On Fri, Jul 13, 2018 at 4:27 AM Daniel Thomas < daniel.thomas--airl@cl.cam.ac.uk> wrote:
Dear Becky,
My understanding, though I haven't been involved in Twitter research myself, is that academics in the US have mostly decided it is fine to include screennames and that academics in the UK have mostly decided it is not OK to include screennames. I think that Twitter ToS require the sceennames to be included and allow publication as long as the full tweet is published (including sceenname). However, publishing without the sceenname is not permitted (this is second hand information so I may be wrong). The other issue is that even if sceennames are not included then it is easy to find the author from the content of the tweet and so the authors are still trivially deanonymised. Minor tweaks to punctuation/wording are apparently also insufficient as Twitter's search function will still normally find the original tweet. Depending on the research method you are using it may be possible to write your own synthesised example tweets that are representative of the kind of things people say. However, I know that for some methods/fields that is not possible.

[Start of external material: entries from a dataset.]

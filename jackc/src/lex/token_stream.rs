//! Buffered stream of tokens for look ahead.
use itertools::{multipeek, MultiPeek};

use super::{
    lexer::{Lexer, LexerIter},
    tokens::{Token, TokenKind},
};
use crate::error::{JackError, JackResult, TokenError};

/// Buffered stream of tokens with two tokens of look ahead.
///
/// Tokens are lazily lexed. Peeking or consuming the next token
/// triggers the internal lexer.
///
/// The peek semantics are determined by the internal `MultiPeek`,
/// whose cursor advances by one token per `peek()` call. All methods
/// here reset the cursor on entry, so [`TokenStream::peek`] and
/// [`TokenStream::peek_second`] are idempotent and always relative
/// to the next unconsumed token.
pub struct TokenStream<'a> {
    lexer: MultiPeek<LexerIter<'a>>,
    /// Keep a reference to the source so the parser can render
    /// diagnostics with the offending line.
    original: &'a str,
}

impl<'a> TokenStream<'a> {
    pub fn new(lexer: Lexer<'a>) -> Self {
        Self {
            original: lexer.source_code(),
            lexer: multipeek(lexer),
        }
    }

    pub fn source_code(&self) -> &'a str {
        self.original
    }

    /// Consumes the current token regardless of type.
    pub fn next_token(&mut self) -> JackResult<Token> {
        match self.lexer.next() {
            Some(result) => result.map_err(JackError::Lex),
            None => Err(TokenError::EndOfSource.into()),
        }
    }

    /// Return the current token without advancing the cursor.
    pub fn peek(&mut self) -> JackResult<&Token> {
        self.lexer.reset_peek();
        match self.lexer.peek() {
            Some(result) => result.as_ref().map_err(|err| JackError::Lex(err.clone())),
            None => Err(TokenError::EndOfSource.into()),
        }
    }

    /// Return the token after the current one without advancing the
    /// cursor. This is the second and last slot of the look-ahead
    /// ring; the grammar never needs more.
    pub fn peek_second(&mut self) -> JackResult<&Token> {
        self.lexer.reset_peek();

        if let Some(Err(err)) = self.lexer.peek() {
            return Err(JackError::Lex(err.clone()));
        }

        match self.lexer.peek() {
            Some(result) => result.as_ref().map_err(|err| JackError::Lex(err.clone())),
            None => Err(TokenError::EndOfSource.into()),
        }
    }

    /// Consumes the current token if it matches the given token kind.
    ///
    /// Returns true when matched. Returns false when token kinds do
    /// not match, or the token stream is at the end.
    ///
    /// Does not consume the token if the kinds do not match.
    pub fn match_token(&mut self, token_kind: TokenKind) -> bool {
        self.lexer.reset_peek();

        match self.lexer.peek() {
            Some(Ok(token)) if token.kind == token_kind => {
                self.lexer.next();
                true
            }
            _ => {
                self.lexer.reset_peek();
                false
            }
        }
    }

    /// Return the current token and advance the cursor.
    ///
    /// The consumed token must match the given token kind, otherwise
    /// a token error is returned and the cursor is not advanced.
    pub fn consume(&mut self, token_kind: TokenKind) -> JackResult<Token> {
        self.lexer.reset_peek();

        match self.lexer.peek() {
            Some(Ok(token)) => {
                if token.kind != token_kind {
                    return Err(TokenError::Mismatch {
                        expected: token_kind,
                        encountered: token.kind,
                        line: token.line,
                        column: token.column,
                    }
                    .into());
                }
            }
            Some(Err(err)) => return Err(JackError::Lex(err.clone())),
            None => return Err(TokenError::EndOfSource.into()),
        }

        self.next_token()
    }
}

#[cfg(test)]
mod test {
    use super::*;

    #[test]
    fn test_two_token_lookahead() {
        let lexer = Lexer::new("a [ 1 ]");
        let mut stream = TokenStream::new(lexer);

        // Peeking is idempotent and does not consume.
        assert_eq!(stream.peek().unwrap().kind, TokenKind::Ident);
        assert_eq!(stream.peek().unwrap().kind, TokenKind::Ident);
        assert_eq!(stream.peek_second().unwrap().kind, TokenKind::LeftBracket);
        assert_eq!(stream.peek().unwrap().kind, TokenKind::Ident);

        assert_eq!(stream.next_token().unwrap().kind, TokenKind::Ident);
        assert_eq!(stream.peek_second().unwrap().kind, TokenKind::IntConst);
    }

    #[test]
    fn test_consume_mismatch_does_not_advance() {
        let lexer = Lexer::new("; ;");
        let mut stream = TokenStream::new(lexer);

        let err = stream.consume(TokenKind::Comma).unwrap_err();
        assert!(matches!(err, JackError::Token(TokenError::Mismatch { .. })));

        // The mismatched token is still there.
        assert_eq!(stream.consume(TokenKind::Semicolon).unwrap().value, ";");
    }

    #[test]
    fn test_match_token() {
        let lexer = Lexer::new(", x");
        let mut stream = TokenStream::new(lexer);

        assert!(!stream.match_token(TokenKind::Dot));
        assert!(stream.match_token(TokenKind::Comma));
        assert!(stream.match_token(TokenKind::Ident));
        assert!(stream.match_token(TokenKind::Eof));
    }

    #[test]
    fn test_peek_past_end() {
        let lexer = Lexer::new("");
        let mut stream = TokenStream::new(lexer);

        assert_eq!(stream.peek().unwrap().kind, TokenKind::Eof);
        assert!(matches!(
            stream.peek_second(),
            Err(JackError::Token(TokenError::EndOfSource))
        ));
    }
}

I think it is a question where you will want your Research Ethics Board/IRB to sign off on your answer.
Helena Webb <helena.webb@cs.ox.ac.uk> from the University of Oxford might be a good person to talk to about this because she uses a similar Twitter example in her research ethics case studies at the workshops she runs. She did research that she was not able to publish because she ran into this problem and was not able to find a solution that protected the tweeters and was publishable.
Daniel
On 13/07/18 07:23, Hayes, Rebecca M wrote:
Dear All, Can you please weigh in on the decision to include or not include screennames when we cite tweets in a book? The book is on new media and crime, and we are using tweets in a few places as examples of some different discussions.
We are back and forth on whether we should include the screennames and at others or disclude them. The arguments we have seen thus far, are to include them because it was made public and we are citing someones words. The other argument is to disclude them as the person did not consent to have it printed in that way persay, and the screenname attached in our book could be used to find and harass the person. What are your thoughts?